══ INPUT MATERIAL

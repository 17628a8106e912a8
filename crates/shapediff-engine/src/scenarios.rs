//! End-to-end comparisons of reflected types.

use std::collections::BTreeMap;
use std::sync::Arc;

use chrono::{DateTime, TimeZone, Utc};
use proptest::prelude::*;
use shapediff_types::{reflect_struct, Change, ChangeLog, ChangeType, Reflect, Shape, Value};

use crate::{DiffError, Differ, Registry};

#[derive(Clone, Default)]
struct Record {
    id: i64,
    name: String,
    scratch_pad: String,
    time: Option<DateTime<Utc>>,
}

reflect_struct!(Record {
    id,
    name,
    scratch_pad [diff = "-"],
    time,
});

struct Nested {
    record: Record,
}

reflect_struct!(Nested { record });

#[derive(Default)]
struct Repeated {
    id: i64,
    nums: Vec<i64>,
    records: Vec<Option<Record>>,
    ifs: Vec<Value>,
    map: BTreeMap<String, Value>,
}

reflect_struct!(Repeated {
    id [diff = "name=ID"],
    nums,
    records,
    ifs,
    map,
});

struct Nums {
    ints: Vec<i64>,
    numerics: Vec<f32>,
}

reflect_struct!(Nums {
    ints [diff = "sort=true"],
    numerics [diff = "indexBy=."],
});

struct Dynamic {
    value: Value,
}

reflect_struct!(Dynamic { value });

struct Credentials {
    user: String,
    secret: String,
}

reflect_struct!(Credentials {
    user,
    secret [audit = "-"],
});

struct Lists {
    list: String,
}

reflect_struct!(Lists {
    list [diff = "itemSeparator=$coma"],
});

#[derive(Default)]
struct Exprs {
    expr: String,
    expr_list: String,
}

reflect_struct!(Exprs {
    expr [diff = "pairdelimiter=AND|OR,pairSeparator=:,whitespace=]|[|\""],
    expr_list [diff = "pairdelimiter=AND|OR,pairSeparator=:,whitespace=]|[|\",itemSeparator=$coma,indexBy=."],
});

struct PresRecordHas {
    id: bool,
    name: bool,
    scratch_pad: bool,
    time: bool,
}

reflect_struct!(PresRecordHas {
    id,
    name,
    scratch_pad,
    time,
});

struct PresRecord {
    id: i64,
    name: String,
    scratch_pad: String,
    time: Option<DateTime<Utc>>,
    has: Option<PresRecordHas>,
}

reflect_struct!(PresRecord {
    id,
    name,
    scratch_pad [diff = "-"],
    time,
    has [diff = "presence=true"],
});

struct Chain {
    id: i64,
    next: Option<Box<Chain>>,
}

reflect_struct!(Chain { id, next });

struct BadTag {
    amount: f64,
}

reflect_struct!(BadTag {
    amount [diff = "precision=high"],
});

struct BadIndex {
    rows: Vec<Record>,
}

reflect_struct!(BadIndex {
    rows [diff = "indexBy=missing"],
});

fn at(hour: u32) -> DateTime<Utc> {
    Utc.with_ymd_and_hms(2024, 5, 1, hour, 0, 0).unwrap()
}

fn record(id: i64, name: &str) -> Record {
    Record {
        id,
        name: name.to_string(),
        ..Record::default()
    }
}

fn summary(log: &ChangeLog) -> Vec<String> {
    log.iter()
        .map(|change| match change {
            Change::Create { path, to } => format!("create {path} {to}"),
            Change::Update { path, from, to } => format!("update {path} {from} -> {to}"),
            Change::Delete { path, from } => format!("delete {path} {from}"),
            Change::Error { path, message } => format!("error {path} {message}"),
        })
        .collect()
}

fn paths(log: &ChangeLog) -> Vec<String> {
    log.iter().map(|c| c.path().to_string()).collect()
}

#[test]
fn record_delete_update_create() {
    let differ = Differ::for_types::<Record, Record>().unwrap();

    let from = Record {
        scratch_pad: "notes".into(),
        ..record(1, "a")
    };
    let log = differ.diff::<Record, Record>(Some(&from), None);
    assert_eq!(paths(&log), ["id", "name"]);
    assert_eq!(log.deletes(), 2);

    let to = Record {
        id: 2,
        scratch_pad: "other notes".into(),
        time: Some(at(9)),
        ..record(1, "a")
    };
    let log = differ.diff(Some(&from), Some(&to));
    assert_eq!(paths(&log), ["id", "time"]);
    assert_eq!(log.updates(), 2);
    assert_eq!(log.changes()[1].from(), Some(&Value::Null));
    assert_eq!(log.changes()[1].to(), Some(&Value::Time(at(9))));

    let log = differ.diff::<Record, Record>(None, Some(&record(1, "")));
    assert_eq!(summary(&log), ["create id 1"]);
}

#[test]
fn identical_values_produce_nothing() {
    let differ = Differ::for_types::<Record, Record>().unwrap();
    let value = Record {
        time: Some(at(3)),
        ..record(5, "same")
    };
    assert!(differ.diff(Some(&value), Some(&value)).is_empty());
}

#[test]
fn nested_struct_paths() {
    let differ = Differ::for_types::<Nested, Nested>().unwrap();
    let from = Nested {
        record: record(1, "a"),
    };
    let to = Nested {
        record: record(2, "b"),
    };
    let log = differ.diff(Some(&from), Some(&to));
    assert_eq!(paths(&log), ["record.id", "record.name"]);
}

#[test]
fn repeated_fields_update() {
    let differ = Differ::for_types::<Repeated, Repeated>().unwrap();
    let from = Repeated {
        id: 1,
        nums: vec![10, 2],
        records: vec![Some(record(12, ""))],
        ..Repeated::default()
    };
    let to = Repeated {
        id: 1,
        records: vec![Some(record(23, ""))],
        ..Repeated::default()
    };
    let log = differ.diff(Some(&from), Some(&to));
    assert_eq!(
        summary(&log),
        [
            "delete nums[0] 10",
            "delete nums[1] 2",
            "update records[0].id 12 -> 23",
        ]
    );
}

#[test]
fn repeated_fields_delete() {
    let differ = Differ::for_types::<Repeated, Repeated>().unwrap();
    let from = Repeated {
        records: vec![Some(record(23, ""))],
        ..Repeated::default()
    };
    let log = differ.diff(Some(&from), Some(&Repeated::default()));
    assert_eq!(summary(&log), ["delete records[0].id 23"]);
}

#[test]
fn renamed_field_reports_new_name() {
    let differ = Differ::for_types::<Repeated, Repeated>().unwrap();
    let from = Repeated {
        id: 1,
        ..Repeated::default()
    };
    let to = Repeated {
        id: 2,
        ..Repeated::default()
    };
    assert_eq!(paths(&differ.diff(Some(&from), Some(&to))), ["ID"]);
}

#[test]
fn sorted_ints() {
    let differ = Differ::for_types::<Nums, Nums>().unwrap();
    let from = Nums {
        ints: vec![4, 6, 1],
        numerics: vec![],
    };
    let to = Nums {
        ints: vec![1, 6, 4, 7],
        numerics: vec![],
    };
    assert_eq!(summary(&differ.diff(Some(&from), Some(&to))), ["create ints[3] 7"]);
}

#[test]
fn indexed_floats() {
    let differ = Differ::for_types::<Nums, Nums>().unwrap();
    let from = Nums {
        ints: vec![],
        numerics: vec![4.0, 6.0, 1.0],
    };
    let to = Nums {
        ints: vec![],
        numerics: vec![1.0, 2.0, 6.0, 4.0],
    };
    let log = differ.diff(Some(&from), Some(&to));
    assert_eq!(paths(&log), ["numerics[1]"]);
    assert_eq!(log.changes()[0].change_type(), Some(ChangeType::Create));
    assert_eq!(log.changes()[0].to(), Some(&Value::Float(2.0)));
}

#[test]
fn dynamic_field_resolves_record() {
    let differ = Differ::for_types::<Dynamic, Dynamic>().unwrap();
    let from = Dynamic {
        value: record(1, "a").to_value(),
    };
    let to = Dynamic {
        value: record(1, "b").to_value(),
    };
    assert_eq!(summary(&differ.diff(Some(&from), Some(&to))), ["update value.name a -> b"]);
}

#[test]
fn shared_registry_keeps_configurations_apart() {
    let registry = Arc::new(Registry::new());
    let plain = Differ::builder()
        .registry(Arc::clone(&registry))
        .build_for::<Dynamic, Dynamic>()
        .unwrap();
    let audited = Differ::builder()
        .tag_name("audit")
        .registry(Arc::clone(&registry))
        .build_for::<Dynamic, Dynamic>()
        .unwrap();
    let credentials = |secret: &str| Dynamic {
        value: Credentials {
            user: "u".into(),
            secret: secret.into(),
        }
        .to_value(),
    };
    let (from, to) = (credentials("a"), credentials("b"));

    assert_eq!(
        summary(&plain.diff(Some(&from), Some(&to))),
        ["update value.secret a -> b"]
    );
    assert!(audited.diff(Some(&from), Some(&to)).is_empty());
    assert_eq!(registry.len(), 2);
}

#[test]
fn dynamic_field_changing_kind_replaces_value() {
    let differ = Differ::for_types::<Dynamic, Dynamic>().unwrap();
    let from = Dynamic {
        value: record(1, "a").to_value(),
    };
    let to = Dynamic {
        value: Value::from("flat"),
    };
    let log = differ.diff(Some(&from), Some(&to));
    assert_eq!(paths(&log), ["value"]);
    assert_eq!(log.updates(), 1);
}

#[test]
fn dynamic_slice_elements() {
    let differ = Differ::for_types::<Repeated, Repeated>().unwrap();
    let from = Repeated {
        ifs: vec![record(1, "a").to_value()],
        ..Repeated::default()
    };
    let to = Repeated {
        ifs: vec![record(1, "b").to_value()],
        ..Repeated::default()
    };
    assert_eq!(paths(&differ.diff(Some(&from), Some(&to))), ["ifs[0].name"]);
}

#[test]
fn map_entries() {
    let differ = Differ::for_types::<Repeated, Repeated>().unwrap();
    let entries = |second: &str| -> BTreeMap<String, Value> {
        [
            ("k1".to_string(), Value::Int(1)),
            ("k2".to_string(), Value::from(second)),
        ]
        .into_iter()
        .collect()
    };
    let from = Repeated {
        map: entries("a"),
        ..Repeated::default()
    };
    let to = Repeated {
        map: entries("b"),
        ..Repeated::default()
    };
    assert_eq!(summary(&differ.diff(Some(&from), Some(&to))), ["update map[k2] a -> b"]);

    let mut fewer = entries("a");
    fewer.remove("k1");
    let to = Repeated {
        map: fewer,
        ..Repeated::default()
    };
    assert_eq!(summary(&differ.diff(Some(&from), Some(&to))), ["delete map[k1] 1"]);
}

#[test]
fn item_separated_string() {
    let differ = Differ::for_types::<Lists, Lists>().unwrap();
    let from = Lists {
        list: "1,2,3".into(),
    };
    let to = Lists {
        list: "1,2,4".into(),
    };
    assert_eq!(summary(&differ.diff(Some(&from), Some(&to))), ["update list[2] 3 -> 4"]);
}

#[test]
fn pair_delimited_string() {
    let differ = Differ::for_types::<Exprs, Exprs>().unwrap();
    let from = Exprs {
        expr: "k1:v1 AND k2:v2 OR k3:v3".into(),
        ..Exprs::default()
    };
    let to = Exprs {
        expr: "k1:v1 AND k2:v2 OR k3:v3.1 AND k4:v4".into(),
        ..Exprs::default()
    };
    assert_eq!(
        summary(&differ.diff(Some(&from), Some(&to))),
        ["update expr[k3] v3 -> v3.1", "create expr[k4] v4"]
    );
}

#[test]
fn pair_delimited_lists() {
    let differ = Differ::for_types::<Exprs, Exprs>().unwrap();
    let from = Exprs {
        expr_list: r#"k1:[1,2] AND k2:["v2"] "#.into(),
        ..Exprs::default()
    };
    let to = Exprs {
        expr_list: r#"k1:[0,1] AND k2:["v2"]"#.into(),
        ..Exprs::default()
    };
    assert_eq!(
        summary(&differ.diff(Some(&from), Some(&to))),
        ["delete expr_list[k1][1] 2", "create expr_list[k1][0] 0"]
    );
}

#[test]
fn decoding_non_string_is_an_error() {
    let shape = Shape::Scalar(shapediff_types::ScalarKind::String);
    let differ = Differ::builder()
        .tag(crate::Tag::parse("itemSeparator=;").unwrap())
        .build(Some(&shape), None)
        .unwrap();
    let log = differ.diff_values(&Value::Int(1), &Value::from("a;b"));
    assert_eq!(log.errors(), 1);
}

#[test]
fn presence_limits_compared_fields() {
    let differ = Differ::builder()
        .presence(true)
        .build_for::<PresRecord, PresRecord>()
        .unwrap();
    let from = PresRecord {
        id: 1,
        name: "a".into(),
        scratch_pad: String::new(),
        time: Some(at(1)),
        has: Some(PresRecordHas {
            id: true,
            name: true,
            scratch_pad: true,
            time: true,
        }),
    };
    let to = PresRecord {
        id: 2,
        name: "b".into(),
        scratch_pad: String::new(),
        time: Some(at(2)),
        has: Some(PresRecordHas {
            id: false,
            name: true,
            scratch_pad: false,
            time: false,
        }),
    };
    assert_eq!(summary(&differ.diff(Some(&from), Some(&to))), ["update name a -> b"]);

    let unchecked = Differ::for_types::<PresRecord, PresRecord>().unwrap();
    assert_eq!(paths(&unchecked.diff(Some(&from), Some(&to))), ["id", "name", "time"]);
}

#[test]
fn self_referential_chain() {
    let differ = Differ::for_types::<Chain, Chain>().unwrap();
    let chain = |last: i64| Chain {
        id: 1,
        next: Some(Box::new(Chain {
            id: 2,
            next: Some(Box::new(Chain { id: last, next: None })),
        })),
    };
    let log = differ.diff(Some(&chain(3)), Some(&chain(4)));
    assert_eq!(summary(&log), ["update next.next.id 3 -> 4"]);

    let log = differ.diff::<Chain, Chain>(None, Some(&chain(3)));
    assert_eq!(paths(&log), ["id", "next.id", "next.next.id"]);
}

#[test]
fn depth_limit_stops_construction() {
    let result = Differ::builder().max_depth(1).build_for::<Nested, Nested>();
    assert!(matches!(result, Err(DiffError::CyclicSchema { depth: 1, .. })));
}

#[test]
fn incompatible_shapes_fail_construction() {
    let result = Differ::new(Some(&Record::shape()), Some(&String::shape()));
    assert!(matches!(result, Err(DiffError::IncompatibleShapes { .. })));
}

#[test]
fn invalid_tags_fail_construction() {
    assert!(matches!(
        Differ::for_types::<BadTag, BadTag>(),
        Err(DiffError::InvalidTag { .. })
    ));
    assert!(matches!(
        Differ::for_types::<BadIndex, BadIndex>(),
        Err(DiffError::UnknownIndexField { .. })
    ));
}

#[test]
fn change_records_export() {
    let differ = Differ::for_types::<Record, Record>().unwrap();
    let log = differ.diff(Some(&record(1, "a")), Some(&record(2, "a")));
    let records = log.to_change_records("orders", "42");
    assert_eq!(records.len(), 1);
    assert_eq!(records[0].path, "id");
    assert_eq!(records[0].change, "update");
    assert_eq!(records[0].from, Some(serde_json::json!(1)));
    assert_eq!(records[0].to, Some(serde_json::json!(2)));

    let json: serde_json::Value = serde_json::from_str(&log.to_json().unwrap()).unwrap();
    assert_eq!(json[0]["sourceID"], "42");
}

fn dynamic_value() -> impl Strategy<Value = Value> {
    let leaf = prop_oneof![
        Just(Value::Null),
        any::<bool>().prop_map(Value::Bool),
        any::<i64>().prop_map(Value::Int),
        (-1.0e9f64..1.0e9).prop_map(Value::Float),
        "[a-z]{0,8}".prop_map(Value::String),
    ];
    leaf.prop_recursive(3, 32, 4, |inner| {
        prop_oneof![
            prop::collection::vec(inner.clone(), 0..4).prop_map(Value::List),
            prop::collection::btree_map("[a-z]{1,4}", inner, 0..4).prop_map(Value::Map),
        ]
    })
}

proptest! {
    #[test]
    fn diff_with_itself_is_empty(value in dynamic_value()) {
        let differ = Differ::new(Some(&Shape::Dynamic), None).unwrap();
        let log = differ.diff_values(&value, &value);
        prop_assert!(log.is_empty(), "unexpected changes: {:?}", log.changes());
    }
}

════

## EXERCISE DIRECTIONS
Scan the entries above and copy each line where "format" occurs.

## SOLUTION TO THIS EXERCISE
            Change::Create { path, to } => format!("create {path} {to}"),
            Change::Update { path, from, to } => format!("update {path} {from} -> {to}"),
            Change::Delete { path, from } => format!("delete {path} {from}"),
            Change::Error { path, message } => format!("error {path} {message}"),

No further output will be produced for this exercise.